Select and reproduce each line of the listing below that bears the string "base".

**Source material**
----

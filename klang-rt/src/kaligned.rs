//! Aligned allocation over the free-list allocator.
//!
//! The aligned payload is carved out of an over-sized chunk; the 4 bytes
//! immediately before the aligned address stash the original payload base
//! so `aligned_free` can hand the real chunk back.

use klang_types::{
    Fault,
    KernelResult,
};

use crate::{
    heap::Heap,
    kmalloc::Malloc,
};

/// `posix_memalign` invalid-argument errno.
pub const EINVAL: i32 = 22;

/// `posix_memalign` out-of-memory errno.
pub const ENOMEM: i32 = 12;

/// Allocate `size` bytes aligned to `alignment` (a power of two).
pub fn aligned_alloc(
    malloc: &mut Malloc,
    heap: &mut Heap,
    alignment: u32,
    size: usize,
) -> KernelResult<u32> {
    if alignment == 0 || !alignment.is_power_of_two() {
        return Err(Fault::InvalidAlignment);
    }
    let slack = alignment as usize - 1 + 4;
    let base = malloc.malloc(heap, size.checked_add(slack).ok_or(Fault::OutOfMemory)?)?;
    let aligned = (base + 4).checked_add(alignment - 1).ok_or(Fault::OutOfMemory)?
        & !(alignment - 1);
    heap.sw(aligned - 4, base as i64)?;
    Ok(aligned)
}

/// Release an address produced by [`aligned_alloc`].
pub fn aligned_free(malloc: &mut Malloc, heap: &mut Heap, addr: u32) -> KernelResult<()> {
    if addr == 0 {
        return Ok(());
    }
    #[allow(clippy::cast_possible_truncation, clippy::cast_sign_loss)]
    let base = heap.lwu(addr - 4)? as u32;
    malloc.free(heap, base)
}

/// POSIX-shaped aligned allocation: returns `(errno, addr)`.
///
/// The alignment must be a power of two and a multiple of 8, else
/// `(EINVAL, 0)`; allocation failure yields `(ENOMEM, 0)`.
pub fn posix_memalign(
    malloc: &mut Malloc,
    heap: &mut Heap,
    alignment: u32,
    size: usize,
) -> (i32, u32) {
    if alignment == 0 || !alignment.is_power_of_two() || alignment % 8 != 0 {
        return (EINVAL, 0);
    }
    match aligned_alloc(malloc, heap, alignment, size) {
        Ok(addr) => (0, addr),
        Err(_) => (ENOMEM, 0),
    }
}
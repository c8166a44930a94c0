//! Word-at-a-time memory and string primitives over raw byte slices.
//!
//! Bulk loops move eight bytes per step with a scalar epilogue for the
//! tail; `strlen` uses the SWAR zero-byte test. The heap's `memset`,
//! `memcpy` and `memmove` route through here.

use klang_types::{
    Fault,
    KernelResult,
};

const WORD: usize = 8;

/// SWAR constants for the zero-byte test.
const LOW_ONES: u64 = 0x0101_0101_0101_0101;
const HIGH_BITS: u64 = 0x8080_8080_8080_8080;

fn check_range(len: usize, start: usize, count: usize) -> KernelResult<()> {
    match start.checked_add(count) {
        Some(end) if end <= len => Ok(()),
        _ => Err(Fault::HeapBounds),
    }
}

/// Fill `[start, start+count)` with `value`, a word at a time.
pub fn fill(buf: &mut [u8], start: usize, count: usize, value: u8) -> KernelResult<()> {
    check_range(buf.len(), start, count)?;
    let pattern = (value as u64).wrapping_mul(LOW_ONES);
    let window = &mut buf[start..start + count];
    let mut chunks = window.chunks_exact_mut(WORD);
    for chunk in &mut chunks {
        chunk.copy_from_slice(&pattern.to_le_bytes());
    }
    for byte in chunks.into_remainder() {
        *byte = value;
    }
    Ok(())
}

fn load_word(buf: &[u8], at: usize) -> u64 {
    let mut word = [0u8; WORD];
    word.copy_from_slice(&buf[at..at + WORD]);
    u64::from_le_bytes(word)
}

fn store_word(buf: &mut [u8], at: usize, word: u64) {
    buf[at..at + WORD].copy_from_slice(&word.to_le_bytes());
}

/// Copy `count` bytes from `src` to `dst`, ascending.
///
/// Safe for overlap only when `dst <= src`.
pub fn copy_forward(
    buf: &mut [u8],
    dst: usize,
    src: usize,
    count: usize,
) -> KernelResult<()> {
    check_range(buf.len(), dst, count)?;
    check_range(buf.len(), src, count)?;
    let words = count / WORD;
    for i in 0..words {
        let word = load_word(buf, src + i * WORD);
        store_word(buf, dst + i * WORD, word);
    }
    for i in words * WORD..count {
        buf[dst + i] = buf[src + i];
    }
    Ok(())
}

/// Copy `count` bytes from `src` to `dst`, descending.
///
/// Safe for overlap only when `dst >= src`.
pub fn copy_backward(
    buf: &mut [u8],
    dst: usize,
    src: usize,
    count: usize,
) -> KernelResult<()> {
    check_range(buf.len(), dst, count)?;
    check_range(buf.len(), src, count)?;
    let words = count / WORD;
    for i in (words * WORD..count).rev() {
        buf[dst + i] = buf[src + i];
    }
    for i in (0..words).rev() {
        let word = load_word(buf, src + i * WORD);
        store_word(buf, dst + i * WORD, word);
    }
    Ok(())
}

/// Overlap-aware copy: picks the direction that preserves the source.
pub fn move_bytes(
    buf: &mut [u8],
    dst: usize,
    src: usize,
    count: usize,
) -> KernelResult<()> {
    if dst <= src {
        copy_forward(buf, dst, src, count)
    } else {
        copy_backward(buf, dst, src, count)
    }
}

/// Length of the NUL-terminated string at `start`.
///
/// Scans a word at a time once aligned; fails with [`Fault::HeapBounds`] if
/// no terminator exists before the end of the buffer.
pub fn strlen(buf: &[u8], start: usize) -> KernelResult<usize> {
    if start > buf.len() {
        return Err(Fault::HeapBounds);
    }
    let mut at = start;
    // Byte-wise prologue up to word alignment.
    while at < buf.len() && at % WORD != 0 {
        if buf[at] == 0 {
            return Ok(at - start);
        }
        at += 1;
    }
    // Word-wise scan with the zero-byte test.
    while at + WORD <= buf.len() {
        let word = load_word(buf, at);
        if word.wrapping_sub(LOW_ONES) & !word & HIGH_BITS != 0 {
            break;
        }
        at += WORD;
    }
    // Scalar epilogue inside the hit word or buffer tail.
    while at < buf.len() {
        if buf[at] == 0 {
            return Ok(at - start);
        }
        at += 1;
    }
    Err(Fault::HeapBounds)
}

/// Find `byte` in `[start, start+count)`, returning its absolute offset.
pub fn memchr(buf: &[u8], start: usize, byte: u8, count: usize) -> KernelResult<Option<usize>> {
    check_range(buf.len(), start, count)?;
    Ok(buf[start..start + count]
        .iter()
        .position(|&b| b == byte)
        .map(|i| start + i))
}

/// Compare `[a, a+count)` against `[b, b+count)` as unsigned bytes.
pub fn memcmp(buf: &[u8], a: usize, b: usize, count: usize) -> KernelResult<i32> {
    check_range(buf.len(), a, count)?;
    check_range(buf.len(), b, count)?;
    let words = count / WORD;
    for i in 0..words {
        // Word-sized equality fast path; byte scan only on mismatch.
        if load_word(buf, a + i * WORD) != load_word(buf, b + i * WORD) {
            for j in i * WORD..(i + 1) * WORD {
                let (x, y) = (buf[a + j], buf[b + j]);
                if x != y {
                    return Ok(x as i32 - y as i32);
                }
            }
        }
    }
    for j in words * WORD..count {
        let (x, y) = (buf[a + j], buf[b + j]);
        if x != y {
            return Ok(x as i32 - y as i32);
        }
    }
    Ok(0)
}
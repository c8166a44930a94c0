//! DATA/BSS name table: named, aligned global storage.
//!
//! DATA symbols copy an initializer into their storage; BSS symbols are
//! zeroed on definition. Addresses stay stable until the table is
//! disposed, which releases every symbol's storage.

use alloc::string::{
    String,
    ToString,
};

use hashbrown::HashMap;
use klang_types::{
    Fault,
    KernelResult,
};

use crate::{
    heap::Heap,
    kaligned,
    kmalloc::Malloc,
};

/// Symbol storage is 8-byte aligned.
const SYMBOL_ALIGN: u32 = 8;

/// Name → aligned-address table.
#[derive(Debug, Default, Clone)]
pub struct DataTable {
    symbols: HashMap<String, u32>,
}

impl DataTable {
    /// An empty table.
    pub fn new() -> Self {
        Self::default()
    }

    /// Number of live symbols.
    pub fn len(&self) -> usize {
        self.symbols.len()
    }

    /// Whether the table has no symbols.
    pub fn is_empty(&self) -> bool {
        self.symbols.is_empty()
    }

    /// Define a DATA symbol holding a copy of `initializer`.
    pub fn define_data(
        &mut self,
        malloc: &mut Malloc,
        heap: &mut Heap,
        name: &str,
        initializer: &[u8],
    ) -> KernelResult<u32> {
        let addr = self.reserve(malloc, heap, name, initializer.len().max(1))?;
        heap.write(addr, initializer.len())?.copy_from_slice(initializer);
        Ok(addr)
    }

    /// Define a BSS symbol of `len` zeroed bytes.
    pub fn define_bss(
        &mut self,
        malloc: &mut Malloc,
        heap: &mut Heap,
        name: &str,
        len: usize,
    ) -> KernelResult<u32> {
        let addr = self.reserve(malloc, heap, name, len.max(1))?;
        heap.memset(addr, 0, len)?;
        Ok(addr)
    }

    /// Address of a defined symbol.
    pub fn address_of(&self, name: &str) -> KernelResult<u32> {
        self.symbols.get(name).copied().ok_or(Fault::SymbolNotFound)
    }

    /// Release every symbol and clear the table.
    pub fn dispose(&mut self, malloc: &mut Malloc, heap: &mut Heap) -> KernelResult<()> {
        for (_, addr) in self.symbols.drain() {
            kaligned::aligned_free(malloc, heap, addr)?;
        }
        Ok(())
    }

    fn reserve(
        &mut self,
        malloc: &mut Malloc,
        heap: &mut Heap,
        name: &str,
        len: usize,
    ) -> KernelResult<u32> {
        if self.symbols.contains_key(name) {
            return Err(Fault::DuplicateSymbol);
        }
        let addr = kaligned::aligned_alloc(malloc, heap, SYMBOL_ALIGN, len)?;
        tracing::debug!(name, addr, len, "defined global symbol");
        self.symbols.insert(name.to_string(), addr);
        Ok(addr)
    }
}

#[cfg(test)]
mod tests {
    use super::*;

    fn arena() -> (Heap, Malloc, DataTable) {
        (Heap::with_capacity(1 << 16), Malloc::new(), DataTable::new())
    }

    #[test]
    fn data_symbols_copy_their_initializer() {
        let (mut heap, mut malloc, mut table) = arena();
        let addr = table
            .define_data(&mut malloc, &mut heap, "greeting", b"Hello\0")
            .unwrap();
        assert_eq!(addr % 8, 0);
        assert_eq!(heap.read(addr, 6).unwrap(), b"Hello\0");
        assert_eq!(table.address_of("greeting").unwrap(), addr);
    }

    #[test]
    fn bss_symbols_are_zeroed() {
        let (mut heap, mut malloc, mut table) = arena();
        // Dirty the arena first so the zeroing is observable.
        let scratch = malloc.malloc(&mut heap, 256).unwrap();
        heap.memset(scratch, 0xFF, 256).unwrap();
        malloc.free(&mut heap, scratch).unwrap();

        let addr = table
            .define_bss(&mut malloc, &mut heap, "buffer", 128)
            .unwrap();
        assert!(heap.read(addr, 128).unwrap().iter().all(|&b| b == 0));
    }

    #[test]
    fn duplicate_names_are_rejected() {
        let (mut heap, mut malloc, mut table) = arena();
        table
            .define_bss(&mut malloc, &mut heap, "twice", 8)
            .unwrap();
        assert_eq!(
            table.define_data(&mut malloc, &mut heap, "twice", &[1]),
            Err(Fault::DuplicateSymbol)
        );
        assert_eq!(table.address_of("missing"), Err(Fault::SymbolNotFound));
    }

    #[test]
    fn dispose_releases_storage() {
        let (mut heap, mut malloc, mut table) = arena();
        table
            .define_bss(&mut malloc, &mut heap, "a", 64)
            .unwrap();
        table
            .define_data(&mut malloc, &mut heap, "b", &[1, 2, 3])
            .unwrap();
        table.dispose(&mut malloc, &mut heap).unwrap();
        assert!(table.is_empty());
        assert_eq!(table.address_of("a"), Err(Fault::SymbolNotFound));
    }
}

----

**Answer for the task**
//! immediately before the aligned address stash the original payload base
    let base = malloc.malloc(heap, size.checked_add(slack).ok_or(Fault::OutOfMemory)?)?;
    let aligned = (base + 4).checked_add(alignment - 1).ok_or(Fault::OutOfMemory)?
    heap.sw(aligned - 4, base as i64)?;
    let base = heap.lwu(addr - 4)? as u32;
    malloc.free(heap, base)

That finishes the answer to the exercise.